For the anxiety sufferer, it may be difficult to accept something, more or less related to anxiety. But, we should clearly distinguish what we accept and what we expect afterwards. Keeping parallelism, accepting depressive components of the world is only (and paradoxical) way to be non-depressed, as the world provides a mixture of good and bad, and a determined unacceptance of the bad eliminates the enjoyment of the good when it arrives. Likewise, accepting the restlessness is paradoxically the way to enjoy relaxed moments, as you will be ready for such moments without keeping yourself busy by jumping to higher states of the pyramid. So, accepting restlessness as your one of core properties does not indicate that you will remain restless forever, which is impossible. So far, we discussed the pyramid, but have not considered where it stands on: a ground of relaxation and fulfillment. By allowing yourself being restless and becoming in harmony with your true character, restlessness will be your part that energizes you, whenever required, to make you better, between warm relaxed moments that will arrive occasionally, even if you do not wish to have.
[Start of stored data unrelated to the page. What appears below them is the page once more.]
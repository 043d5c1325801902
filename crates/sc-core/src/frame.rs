//! Reduced sensor outputs. All frames use a top-left origin.

use crate::{ClassMask, Image, Resolution, Rgb8};

pub type RgbFrame = Image<Rgb8>;

pub fn new_rgb_frame(res: Resolution) -> RgbFrame {
    Image::new_fill(res.width, res.height, [0; 3])
}

/// Normalized depth per pixel plus a `0`/`1` validity flag.
#[derive(Debug, Clone, PartialEq)]
pub struct DepthFrame {
    pub values: Image<f32>,
    pub mask: Image<u8>,
}

impl DepthFrame {
    pub fn new(res: Resolution) -> Self {
        Self {
            values: Image::new_fill(res.width, res.height, 0.0),
            mask: Image::new_fill(res.width, res.height, 0),
        }
    }

    pub fn resolution(&self) -> Resolution {
        self.values.resolution()
    }

    pub fn ensure(&mut self, res: Resolution) {
        self.values.ensure(res, 0.0);
        self.mask.ensure(res, 0);
    }

    pub fn valid_count(&self) -> usize {
        count_set(&self.mask)
    }
}

/// Class bitmask per pixel plus a `0`/`1` validity flag.
#[derive(Debug, Clone, PartialEq)]
pub struct LabelFrame {
    pub values: Image<ClassMask>,
    pub mask: Image<u8>,
}

impl LabelFrame {
    pub fn new(res: Resolution) -> Self {
        Self {
            values: Image::new_fill(res.width, res.height, ClassMask::EMPTY),
            mask: Image::new_fill(res.width, res.height, 0),
        }
    }

    pub fn resolution(&self) -> Resolution {
        self.values.resolution()
    }

    pub fn ensure(&mut self, res: Resolution) {
        self.values.ensure(res, ClassMask::EMPTY);
        self.mask.ensure(res, 0);
    }

    pub fn valid_count(&self) -> usize {
        count_set(&self.mask)
    }
}

fn count_set(mask: &Image<u8>) -> usize {
    mask.data().iter().filter(|&&m| m != 0).count()
}
use crate::shift::MAX_SHIFT;

#[derive(Debug, Clone, PartialEq, thiserror::Error)]
pub enum Error {
    #[error("size mismatch: expected {expected}, got {actual}")]
    SizeMismatch { expected: usize, actual: usize },

    #[error("out of bounds")]
    OutOfBounds,

    #[error("invalid stride")]
    InvalidStride,

    #[error("shift factor {0} exceeds the supported maximum of {max}", max = MAX_SHIFT)]
    ShiftTooLarge(u32),

    #[error("{width}x{height} buffer does not split into whole {side}x{side} blocks")]
    NonIntegerBlocks {
        width: usize,
        height: usize,
        side: usize,
    },

    #[error("class bit {0} is outside 0..=7")]
    ClassBitOutOfRange(u8),

    #[error("invalid clip planes: near={near}, far={far}")]
    InvalidClipPlanes { near: f32, far: f32 },

    #[error("{channel} buffer is {actual_w}x{actual_h}, expected {expected_w}x{expected_h}")]
    ShapeMismatch {
        channel: &'static str,
        expected_w: usize,
        expected_h: usize,
        actual_w: usize,
        actual_h: usize,
    },

    #[error("balance baseline must be positive and finite, got {0}")]
    InvalidBaseline(f64),
}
This is also the way to have volume-control on your restlessness, by allowing it to exist to experience its variety and more moderate tones that bring joy and happiness.
So, do nothing… And, do not forget to meet your restless self when s/he arrives.
Great to hear!
In my approach - as an experienced sufferer - panic is the inevitable "summit" of the pyramid, as one travels up and down during lifetime. It is the discharge point, where you cannot go beyond such that the mind set ups a scenario to go back to lower levels. For a sufferer it is a nightmare, but it is the only healthy way to consume the accumulated energy. I will come to this point!
An easy to understand and applicable approach, thanks for the post! Can't wait for the next chapter... I also have questions about the panic state and anxiety. Can we say that they are differed by how they affect us from a physiological point of view(mentally vs physically)? Or are they of the same origin?